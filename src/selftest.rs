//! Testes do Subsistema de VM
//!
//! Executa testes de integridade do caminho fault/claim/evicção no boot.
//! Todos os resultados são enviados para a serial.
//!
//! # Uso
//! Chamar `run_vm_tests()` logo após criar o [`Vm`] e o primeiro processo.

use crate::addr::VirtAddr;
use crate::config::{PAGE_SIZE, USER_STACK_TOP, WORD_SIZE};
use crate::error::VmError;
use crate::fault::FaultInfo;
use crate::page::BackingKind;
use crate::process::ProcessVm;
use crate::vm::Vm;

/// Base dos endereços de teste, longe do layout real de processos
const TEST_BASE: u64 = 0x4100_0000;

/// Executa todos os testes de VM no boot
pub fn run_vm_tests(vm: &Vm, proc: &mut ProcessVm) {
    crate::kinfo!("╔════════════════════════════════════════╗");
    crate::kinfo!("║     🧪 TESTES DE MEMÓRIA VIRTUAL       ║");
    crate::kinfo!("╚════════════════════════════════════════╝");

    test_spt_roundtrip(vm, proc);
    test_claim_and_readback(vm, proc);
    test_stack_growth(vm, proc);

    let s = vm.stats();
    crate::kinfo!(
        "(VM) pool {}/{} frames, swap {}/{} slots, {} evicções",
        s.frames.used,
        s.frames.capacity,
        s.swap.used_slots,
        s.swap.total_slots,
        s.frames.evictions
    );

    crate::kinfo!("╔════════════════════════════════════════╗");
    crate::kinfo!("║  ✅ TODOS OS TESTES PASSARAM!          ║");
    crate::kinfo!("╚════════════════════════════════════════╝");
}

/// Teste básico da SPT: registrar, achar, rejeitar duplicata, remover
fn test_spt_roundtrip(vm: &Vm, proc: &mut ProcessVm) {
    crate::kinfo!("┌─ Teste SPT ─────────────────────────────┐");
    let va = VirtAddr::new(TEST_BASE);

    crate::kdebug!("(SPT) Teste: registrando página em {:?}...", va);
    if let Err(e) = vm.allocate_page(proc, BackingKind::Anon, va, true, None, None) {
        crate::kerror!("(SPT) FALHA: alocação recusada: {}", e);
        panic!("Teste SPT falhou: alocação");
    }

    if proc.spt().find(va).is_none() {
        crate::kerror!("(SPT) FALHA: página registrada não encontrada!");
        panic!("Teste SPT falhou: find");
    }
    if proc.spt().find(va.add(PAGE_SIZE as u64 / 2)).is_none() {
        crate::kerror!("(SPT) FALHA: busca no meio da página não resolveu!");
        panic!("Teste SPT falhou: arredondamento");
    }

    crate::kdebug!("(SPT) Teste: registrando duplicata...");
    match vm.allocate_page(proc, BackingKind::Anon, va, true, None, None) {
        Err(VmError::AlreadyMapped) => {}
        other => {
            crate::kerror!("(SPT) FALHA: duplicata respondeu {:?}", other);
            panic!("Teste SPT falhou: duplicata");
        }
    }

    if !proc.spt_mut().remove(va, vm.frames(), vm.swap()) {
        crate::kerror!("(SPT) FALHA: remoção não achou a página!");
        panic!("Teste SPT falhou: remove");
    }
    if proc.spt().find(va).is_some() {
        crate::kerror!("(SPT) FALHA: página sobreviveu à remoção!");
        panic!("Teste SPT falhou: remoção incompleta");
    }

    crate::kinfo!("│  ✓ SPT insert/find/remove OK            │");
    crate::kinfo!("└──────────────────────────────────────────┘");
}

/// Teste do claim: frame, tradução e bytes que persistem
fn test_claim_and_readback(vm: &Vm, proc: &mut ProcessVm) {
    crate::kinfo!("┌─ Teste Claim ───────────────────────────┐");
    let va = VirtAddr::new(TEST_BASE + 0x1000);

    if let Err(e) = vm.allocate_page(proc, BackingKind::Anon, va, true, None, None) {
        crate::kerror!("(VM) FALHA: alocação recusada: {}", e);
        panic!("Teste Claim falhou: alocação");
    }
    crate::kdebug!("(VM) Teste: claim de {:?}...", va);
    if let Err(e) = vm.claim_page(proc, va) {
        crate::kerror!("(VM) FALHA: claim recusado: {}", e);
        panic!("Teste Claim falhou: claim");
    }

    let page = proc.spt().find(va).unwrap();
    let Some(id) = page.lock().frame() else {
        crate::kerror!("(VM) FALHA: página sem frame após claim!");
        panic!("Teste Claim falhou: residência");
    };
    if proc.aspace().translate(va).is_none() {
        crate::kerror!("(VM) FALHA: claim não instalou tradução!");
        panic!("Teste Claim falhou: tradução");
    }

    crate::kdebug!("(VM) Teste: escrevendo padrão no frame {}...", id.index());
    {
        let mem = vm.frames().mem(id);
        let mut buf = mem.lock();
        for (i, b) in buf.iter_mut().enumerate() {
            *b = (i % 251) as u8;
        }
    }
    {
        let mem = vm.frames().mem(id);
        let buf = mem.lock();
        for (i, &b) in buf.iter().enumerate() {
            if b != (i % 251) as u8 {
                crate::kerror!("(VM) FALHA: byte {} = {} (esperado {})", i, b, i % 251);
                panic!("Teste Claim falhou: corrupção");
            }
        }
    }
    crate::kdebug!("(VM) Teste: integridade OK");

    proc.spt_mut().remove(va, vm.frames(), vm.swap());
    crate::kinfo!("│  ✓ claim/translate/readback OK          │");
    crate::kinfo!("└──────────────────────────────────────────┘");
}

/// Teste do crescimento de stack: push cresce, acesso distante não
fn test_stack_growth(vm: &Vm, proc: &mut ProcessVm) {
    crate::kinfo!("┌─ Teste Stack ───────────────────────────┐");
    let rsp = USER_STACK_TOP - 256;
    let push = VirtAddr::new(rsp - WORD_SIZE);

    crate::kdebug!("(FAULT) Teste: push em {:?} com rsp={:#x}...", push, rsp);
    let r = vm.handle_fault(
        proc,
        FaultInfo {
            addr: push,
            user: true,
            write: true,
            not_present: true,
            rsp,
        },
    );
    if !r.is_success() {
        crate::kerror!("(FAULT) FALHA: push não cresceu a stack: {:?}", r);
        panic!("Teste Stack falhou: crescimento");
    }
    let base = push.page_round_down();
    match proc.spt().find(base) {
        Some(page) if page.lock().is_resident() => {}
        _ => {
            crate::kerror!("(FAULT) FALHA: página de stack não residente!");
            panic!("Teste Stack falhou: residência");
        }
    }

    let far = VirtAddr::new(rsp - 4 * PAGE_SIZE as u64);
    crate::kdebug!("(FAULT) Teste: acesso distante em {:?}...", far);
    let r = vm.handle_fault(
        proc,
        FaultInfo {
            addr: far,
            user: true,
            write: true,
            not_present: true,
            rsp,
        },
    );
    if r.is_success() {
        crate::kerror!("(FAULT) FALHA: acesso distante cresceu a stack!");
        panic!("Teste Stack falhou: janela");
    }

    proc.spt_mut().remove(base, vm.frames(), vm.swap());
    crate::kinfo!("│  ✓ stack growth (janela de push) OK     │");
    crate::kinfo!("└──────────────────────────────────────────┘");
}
* * *
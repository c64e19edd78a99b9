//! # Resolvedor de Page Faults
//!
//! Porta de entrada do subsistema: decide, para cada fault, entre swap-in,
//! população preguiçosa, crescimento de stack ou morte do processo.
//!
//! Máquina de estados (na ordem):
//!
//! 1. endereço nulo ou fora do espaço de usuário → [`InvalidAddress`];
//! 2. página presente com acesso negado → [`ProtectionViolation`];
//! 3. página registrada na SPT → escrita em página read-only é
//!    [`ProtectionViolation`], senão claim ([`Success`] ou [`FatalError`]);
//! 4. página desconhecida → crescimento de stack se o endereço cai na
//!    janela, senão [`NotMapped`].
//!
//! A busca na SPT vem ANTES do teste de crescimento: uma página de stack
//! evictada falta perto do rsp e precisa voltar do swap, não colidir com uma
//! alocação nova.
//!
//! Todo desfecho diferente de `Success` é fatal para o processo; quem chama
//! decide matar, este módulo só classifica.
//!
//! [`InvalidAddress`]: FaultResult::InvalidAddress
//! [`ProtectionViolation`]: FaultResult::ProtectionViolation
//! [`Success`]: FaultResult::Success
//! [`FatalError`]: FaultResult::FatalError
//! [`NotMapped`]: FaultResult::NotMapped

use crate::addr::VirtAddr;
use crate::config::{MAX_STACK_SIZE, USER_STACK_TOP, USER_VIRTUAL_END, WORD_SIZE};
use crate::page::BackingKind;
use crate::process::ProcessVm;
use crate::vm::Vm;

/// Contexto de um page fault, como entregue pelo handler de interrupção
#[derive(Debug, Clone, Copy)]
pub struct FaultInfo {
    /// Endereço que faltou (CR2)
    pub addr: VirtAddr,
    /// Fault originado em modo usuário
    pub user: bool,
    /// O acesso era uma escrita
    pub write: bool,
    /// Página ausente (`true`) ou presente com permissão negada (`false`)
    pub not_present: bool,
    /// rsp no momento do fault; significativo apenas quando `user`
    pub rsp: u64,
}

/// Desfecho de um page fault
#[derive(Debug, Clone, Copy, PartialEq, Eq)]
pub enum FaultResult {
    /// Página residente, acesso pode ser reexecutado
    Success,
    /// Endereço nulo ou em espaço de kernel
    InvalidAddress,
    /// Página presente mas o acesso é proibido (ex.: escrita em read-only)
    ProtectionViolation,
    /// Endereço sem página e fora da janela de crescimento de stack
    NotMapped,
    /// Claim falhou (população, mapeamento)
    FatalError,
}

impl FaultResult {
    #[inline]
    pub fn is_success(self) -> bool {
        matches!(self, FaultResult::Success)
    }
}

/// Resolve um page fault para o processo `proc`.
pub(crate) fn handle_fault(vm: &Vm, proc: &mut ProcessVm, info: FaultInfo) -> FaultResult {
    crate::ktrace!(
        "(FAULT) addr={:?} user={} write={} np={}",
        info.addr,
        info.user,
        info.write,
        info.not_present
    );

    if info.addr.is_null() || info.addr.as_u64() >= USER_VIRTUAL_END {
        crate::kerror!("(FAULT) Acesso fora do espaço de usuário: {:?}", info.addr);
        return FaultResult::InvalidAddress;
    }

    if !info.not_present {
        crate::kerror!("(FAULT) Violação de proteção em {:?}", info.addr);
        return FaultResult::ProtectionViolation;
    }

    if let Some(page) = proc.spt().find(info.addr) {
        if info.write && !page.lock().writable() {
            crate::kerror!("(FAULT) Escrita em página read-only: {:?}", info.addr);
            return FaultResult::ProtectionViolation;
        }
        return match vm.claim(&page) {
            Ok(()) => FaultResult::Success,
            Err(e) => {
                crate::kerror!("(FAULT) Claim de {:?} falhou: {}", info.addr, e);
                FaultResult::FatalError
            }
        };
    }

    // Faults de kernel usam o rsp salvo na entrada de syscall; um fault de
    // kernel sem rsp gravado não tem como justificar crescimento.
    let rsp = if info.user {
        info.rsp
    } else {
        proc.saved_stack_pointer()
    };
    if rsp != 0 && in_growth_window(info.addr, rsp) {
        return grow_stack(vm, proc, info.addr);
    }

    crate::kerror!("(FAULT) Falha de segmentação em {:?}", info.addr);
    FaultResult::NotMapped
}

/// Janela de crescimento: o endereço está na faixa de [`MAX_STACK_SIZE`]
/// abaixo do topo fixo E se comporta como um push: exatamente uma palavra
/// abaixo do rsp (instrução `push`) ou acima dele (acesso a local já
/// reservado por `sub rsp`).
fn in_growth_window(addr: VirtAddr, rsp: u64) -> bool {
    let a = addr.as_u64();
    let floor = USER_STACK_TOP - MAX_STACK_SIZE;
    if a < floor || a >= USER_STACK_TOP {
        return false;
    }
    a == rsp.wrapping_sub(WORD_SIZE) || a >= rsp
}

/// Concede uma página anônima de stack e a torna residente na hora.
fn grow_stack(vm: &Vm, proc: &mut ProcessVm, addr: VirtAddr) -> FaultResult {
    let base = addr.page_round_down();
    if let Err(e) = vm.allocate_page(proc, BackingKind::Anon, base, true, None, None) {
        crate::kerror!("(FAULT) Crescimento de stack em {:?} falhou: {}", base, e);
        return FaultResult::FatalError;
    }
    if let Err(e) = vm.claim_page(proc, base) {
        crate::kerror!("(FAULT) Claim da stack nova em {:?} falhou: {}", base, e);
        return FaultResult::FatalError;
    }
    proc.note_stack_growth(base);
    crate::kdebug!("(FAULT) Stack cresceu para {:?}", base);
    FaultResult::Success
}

• **EXERCISE DETAILS**
Go through the listing above, and whenever a line holds the word "tradução", copy it.

• **YOUR RESPONSE**
/// Teste do claim: frame, tradução e bytes que persistem
        crate::kerror!("(VM) FALHA: claim não instalou tradução!");
        panic!("Teste Claim falhou: tradução");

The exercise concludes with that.